▶ [DATA]
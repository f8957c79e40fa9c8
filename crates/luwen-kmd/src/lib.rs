// SPDX-FileCopyrightText: © 2023 Tenstorrent Inc.
// SPDX-License-Identifier: Apache-2.0

use std::os::{fd::AsRawFd, unix::prelude::FileTypeExt};

mod error;
pub mod ioctl;
pub mod tlb;

pub use error::{PciError, PciOpenError};
use ioctl::{query_mappings, GetDeviceInfo, GetDeviceInfoOut, Mapping, MappingId, QueryMappings};
use luwen_core::Arch;
pub use tlb::Tlb;

const ERROR_VALUE: u32 = 0xffffffff;

pub const GS_WH_ARC_SCRATCH6_ADDR: u32 = 0x1ff30078;
pub const BH_NOC_NODE_ID_OFFSET: u32 = 0x1FD04044;

/// The 1M window reserved for NOC access from this crate.
pub const NOC_TLB_INDEX: u32 = 1;

impl TryFrom<&GetDeviceInfoOut> for Arch {
    type Error = u16;

    fn try_from(value: &GetDeviceInfoOut) -> Result<Self, Self::Error> {
        Arch::from_pci_device_id(value.device_id).ok_or(value.device_id)
    }
}

#[derive(Clone, Debug)]
pub struct PhysicalDevice {
    pub vendor_id: u16,
    pub device_id: u16,
    pub subsystem_vendor_id: u16,
    pub subsystem_id: u16,

    pub pci_bus: u16,
    pub slot: u16,
    pub pci_function: u16,
    pub pci_domain: u16,
}

pub struct BarMapping {
    pub bar0_uc: memmap2::MmapMut,
    pub bar0_uc_size: u64,

    pub system_reg_mapping: Option<memmap2::MmapMut>,
    pub system_reg_start_offset: u32, // Registers >= this are system regs, use the mapping.
    pub system_reg_offset_adjust: u32, // This is the offset of the first reg in the system reg mapping.
}

impl BarMapping {
    fn register_address(&self, mut register_addr: u32, len: usize) -> Option<*mut u8> {
        let mapping = match &self.system_reg_mapping {
            Some(mapping) if register_addr >= self.system_reg_start_offset => {
                register_addr -= self.system_reg_offset_adjust;
                mapping
            }
            _ => &self.bar0_uc,
        };

        if register_addr as usize + len > mapping.len() {
            return None;
        }

        // SAFETY: bounds checked against the mapping above.
        Some(unsafe { (mapping.as_ptr() as *mut u8).add(register_addr as usize) })
    }
}

pub struct PciDevice {
    pub id: usize,

    pub physical: PhysicalDevice,
    pub arch: Arch,

    pub read_checking_enabled: bool,
    pub read_checking_addr: u32,

    device_fd: std::fs::File,

    pub pci_bar: Option<BarMapping>,
}

impl PciDevice {
    fn map_bar(&mut self) -> Result<(), PciOpenError> {
        let mut mappings = QueryMappings::<8>::default();

        if let Err(erno) = unsafe { query_mappings(self.device_fd.as_raw_fd(), &mut mappings) } {
            return Err(PciOpenError::IoctlError {
                name: "query_mappings".to_string(),
                id: self.id,
                source: erno,
            });
        }

        let mut bar0_uc_mapping = Mapping::default();
        let mut bar2_uc_mapping = Mapping::default();

        for mapping in mappings
            .output
            .mappings
            .iter()
            .take(mappings.input.output_mapping_count as usize)
        {
            match MappingId::from_u32(mapping.mapping_id) {
                Some(MappingId::Resource0Uc) => bar0_uc_mapping = *mapping,
                Some(MappingId::Resource2Uc) => bar2_uc_mapping = *mapping,
                Some(_) => {}
                None => {
                    tracing::warn!(
                        "Device {} reported unknown mapping id {}",
                        self.id,
                        mapping.mapping_id
                    );
                }
            }
        }

        if bar0_uc_mapping.mapping_id != MappingId::Resource0Uc.as_u32() {
            return Err(PciOpenError::BarMappingError {
                name: "bar0_uc_mapping".to_string(),
                id: self.id,
            });
        }

        let bar0_uc = self.mmap("bar0_uc", &bar0_uc_mapping)?;

        let mut system_reg_mapping = None;
        let mut system_reg_start_offset = 0;
        let mut system_reg_offset_adjust = 0;
        if self.arch.is_wormhole() {
            if bar2_uc_mapping.mapping_id != MappingId::Resource2Uc.as_u32() {
                return Err(PciOpenError::BarMappingError {
                    name: "bar4_uc_mapping".to_string(),
                    id: self.id,
                });
            }

            system_reg_mapping = Some(self.mmap("bar4_uc", &bar2_uc_mapping)?);
            system_reg_start_offset = (512 - 16) * 1024 * 1024;
            system_reg_offset_adjust = (512 - 32) * 1024 * 1024;
        }

        self.pci_bar = Some(BarMapping {
            bar0_uc,
            bar0_uc_size: bar0_uc_mapping.mapping_size,
            system_reg_mapping,
            system_reg_start_offset,
            system_reg_offset_adjust,
        });

        Ok(())
    }

    fn mmap(&self, name: &str, mapping: &Mapping) -> Result<memmap2::MmapMut, PciOpenError> {
        unsafe {
            memmap2::MmapOptions::default()
                .len(mapping.mapping_size as usize)
                .offset(mapping.mapping_base)
                .map_mut(self.device_fd.as_raw_fd())
        }
        .map_err(|source| PciOpenError::MmapFailed {
            name: name.to_string(),
            id: self.id,
            source,
        })
    }

    pub fn open(device_id: usize) -> Result<PciDevice, PciOpenError> {
        let fd = std::fs::OpenOptions::new()
            .read(true)
            .write(true)
            .open(format!("/dev/tenstorrent/{device_id}"))
            .map_err(|source| PciOpenError::DeviceOpenFailed {
                id: device_id,
                source,
            })?;

        let mut device_info = GetDeviceInfo::default();
        if let Err(errorno) = unsafe { ioctl::get_device_info(fd.as_raw_fd(), &mut device_info) } {
            return Err(PciOpenError::IoctlError {
                name: "get_device_info".to_string(),
                id: device_id,
                source: errorno,
            });
        }

        let arch = Arch::try_from(&device_info.output).map_err(|asic_id| {
            PciOpenError::UnrecognizedDeviceId {
                pci_id: device_id,
                device_id: asic_id,
            }
        })?;

        let pci_bus = device_info.output.bus_dev_fn >> 8;
        let slot = ((device_info.output.bus_dev_fn) >> 3) & 0x1f; // The definition of PCI_SLOT from include/uapi/linux/pci.h
        let pci_function = (device_info.output.bus_dev_fn) & 0x7; // The definition of PCI_FUNC from include/uapi/linux/pci.h

        let mut device = PciDevice {
            id: device_id,
            arch,

            physical: PhysicalDevice {
                vendor_id: device_info.output.vendor_id,
                device_id: device_info.output.device_id,
                subsystem_vendor_id: device_info.output.subsystem_vendor_id,
                subsystem_id: device_info.output.subsystem_id,
                pci_bus,
                slot,
                pci_function,
                pci_domain: device_info.output.pci_domain,
            },

            read_checking_enabled: true,
            read_checking_addr: if arch.is_blackhole() {
                BH_NOC_NODE_ID_OFFSET
            } else {
                GS_WH_ARC_SCRATCH6_ADDR
            },

            device_fd: fd,

            pci_bar: None,
        };

        device.map_bar()?;

        tracing::debug!(
            "Opened /dev/tenstorrent/{device_id} ({arch}) at {:04x}:{:02x}:{:02x}.{}",
            device.physical.pci_domain,
            pci_bus,
            slot,
            pci_function
        );

        Ok(device)
    }

    pub fn scan() -> Vec<usize> {
        let output = std::fs::read_dir("/dev/tenstorrent");
        let output = match output {
            Ok(output) => output,
            Err(err) => {
                tracing::debug!("When reading /dev/tenstorrent for a scan hit error: {err}");
                return Vec::new();
            }
        };

        let mut output = output
            .filter_map(|entry| {
                let entry = entry.ok()?;

                if !entry.file_type().ok()?.is_char_device() {
                    return None;
                }

                let path = entry.path();
                let file_name = path.file_name()?.to_str()?;
                file_name.parse::<usize>().ok()
            })
            .collect::<Vec<_>>();

        output.sort();

        output
    }

    fn register_pointer(&self, addr: u32, len: usize) -> Result<*mut u8, PciError> {
        let bar = self.pci_bar.as_ref().ok_or(PciError::BarUnmapped)?;
        bar.register_address(addr, len)
            .ok_or(PciError::AddressOutOfRange {
                id: self.id,
                addr: addr as u64,
            })
    }

    #[inline]
    pub fn detect_ffffffff_read(&self, data_read: Option<u32>) -> Result<(), PciError> {
        let data_read = data_read.unwrap_or(ERROR_VALUE);

        if self.read_checking_enabled && data_read == ERROR_VALUE {
            let scratch = self.register_pointer(self.read_checking_addr, 4)?;
            let scratch_data = unsafe { (scratch as *const u32).read_volatile() };

            if scratch_data == ERROR_VALUE {
                return Err(PciError::BrokenConnection);
            }
        }

        Ok(())
    }

    #[inline]
    pub fn read32(&self, addr: u32) -> Result<u32, PciError> {
        if addr % 4 != 0 {
            let mut data = [0u8; 4];
            self.read_block(addr, &mut data)?;
            return Ok(u32::from_le_bytes(data));
        }

        let ptr = self.register_pointer(addr, 4)?;
        let data = unsafe { (ptr as *const u32).read_volatile() };
        self.detect_ffffffff_read(Some(data))?;

        Ok(data)
    }

    #[inline]
    pub fn write32(&mut self, addr: u32, data: u32) -> Result<(), PciError> {
        if addr % 4 != 0 {
            return self.write_block(addr, &data.to_le_bytes());
        }

        let ptr = self.register_pointer(addr, 4)?;
        unsafe { (ptr as *mut u32).write_volatile(data) };
        self.detect_ffffffff_read(None)?;

        Ok(())
    }

    pub fn read_block(&self, addr: u32, data: &mut [u8]) -> Result<(), PciError> {
        let ptr = self.register_pointer(addr, data.len())?;
        unsafe { Self::memcpy_from_device(data, ptr) };

        if data.len() >= std::mem::size_of::<u32>() {
            self.detect_ffffffff_read(Some(u32::from_le_bytes([
                data[0], data[1], data[2], data[3],
            ])))?;
        }

        Ok(())
    }

    pub fn write_block(&mut self, addr: u32, data: &[u8]) -> Result<(), PciError> {
        let ptr = self.register_pointer(addr, data.len())?;
        unsafe { Self::memcpy_to_device(ptr, data) };

        Ok(())
    }

    /// Copy to a memory location mapped to the PciDevice from a buffer passed in by the host.
    /// Both dest and src may be unaligned, the device side is only ever accessed with
    /// aligned 32 bit transactions.
    ///
    /// # Safety
    /// dest must point into one of the BAR mappings with at least src.len() bytes available.
    pub unsafe fn memcpy_to_device(dest: *mut u8, src: &[u8]) {
        let align = core::mem::align_of::<u32>();
        let mut offset = 0;

        while offset < src.len() {
            let ptr = dest.add(offset);
            let misalign = ptr as usize % align;
            let aligned = ptr.sub(misalign) as *mut u32;
            let take = (align - misalign).min(src.len() - offset);

            if misalign == 0 && take == align {
                let mut word = [0u8; 4];
                word.copy_from_slice(&src[offset..offset + 4]);
                aligned.write_volatile(u32::from_le_bytes(word));
            } else {
                let mut word = aligned.read_volatile().to_le_bytes();
                word[misalign..misalign + take].copy_from_slice(&src[offset..offset + take]);
                aligned.write_volatile(u32::from_le_bytes(word));
            }

            offset += take;
        }
    }

    /// Copy from a memory location mapped to the PciDevice into a host buffer.
    ///
    /// # Safety
    /// src must point into one of the BAR mappings with at least dest.len() bytes available.
    pub unsafe fn memcpy_from_device(dest: &mut [u8], src: *const u8) {
        let align = core::mem::align_of::<u32>();
        let mut offset = 0;

        while offset < dest.len() {
            let ptr = src.add(offset);
            let misalign = ptr as usize % align;
            let aligned = ptr.sub(misalign) as *const u32;
            let take = (align - misalign).min(dest.len() - offset);

            let word = aligned.read_volatile().to_le_bytes();
            dest[offset..offset + take].copy_from_slice(&word[misalign..misalign + take]);

            offset += take;
        }
    }

    pub fn noc_write(&mut self, mut tlb: Tlb, data: &[u8]) -> Result<(), PciError> {
        let mut written = 0;
        let addr = tlb.local_offset;
        while written < data.len() {
            let (offset, size) = tlb::setup_tlb(self, NOC_TLB_INDEX, &tlb)?;

            let remaining_data = &data[written..];
            let chunk = &remaining_data[..(size as usize).min(remaining_data.len())];

            self.write_block(offset as u32, chunk)?;

            written += chunk.len();
            tlb.local_offset = addr + written as u64;
        }

        Ok(())
    }

    pub fn noc_read(&mut self, mut tlb: Tlb, data: &mut [u8]) -> Result<(), PciError> {
        let mut read = 0;
        let addr = tlb.local_offset;
        while read < data.len() {
            let (offset, size) = tlb::setup_tlb(self, NOC_TLB_INDEX, &tlb)?;

            let remaining_buffer = &mut data[read..];
            let chunk_len = (size as usize).min(remaining_buffer.len());

            self.read_block(offset as u32, &mut remaining_buffer[..chunk_len])?;

            read += chunk_len;
            tlb.local_offset = addr + read as u64;
        }

        Ok(())
    }

    pub fn noc_read32(&mut self, tlb: Tlb) -> Result<u32, PciError> {
        let mut data = [0u8; 4];
        self.noc_read(tlb, &mut data)?;
        Ok(u32::from_le_bytes(data))
    }

    pub fn noc_write32(&mut self, tlb: Tlb, data: u32) -> Result<(), PciError> {
        self.noc_write(tlb, &data.to_le_bytes())
    }
}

▶ [TASK TO COMPLETE]
From the first line of the data above to the line containing "pub const GS_WH_ARC_SCRATCH6_ADDR: u32", repeat everything exactly and add nothing.

▶ [EXERCISE ANSWER]
repository f8957c79e40fa9c8
filename crates/luwen-kmd/src/lib.rs
// SPDX-FileCopyrightText: © 2023 Tenstorrent Inc.
// SPDX-License-Identifier: Apache-2.0

use std::os::{fd::AsRawFd, unix::prelude::FileTypeExt};

mod error;
pub mod ioctl;
pub mod tlb;

pub use error::{PciError, PciOpenError};
use ioctl::{query_mappings, GetDeviceInfo, GetDeviceInfoOut, Mapping, MappingId, QueryMappings};
use luwen_core::Arch;
pub use tlb::Tlb;

const ERROR_VALUE: u32 = 0xffffffff;

pub const GS_WH_ARC_SCRATCH6_ADDR: u32 = 0x1ff30078;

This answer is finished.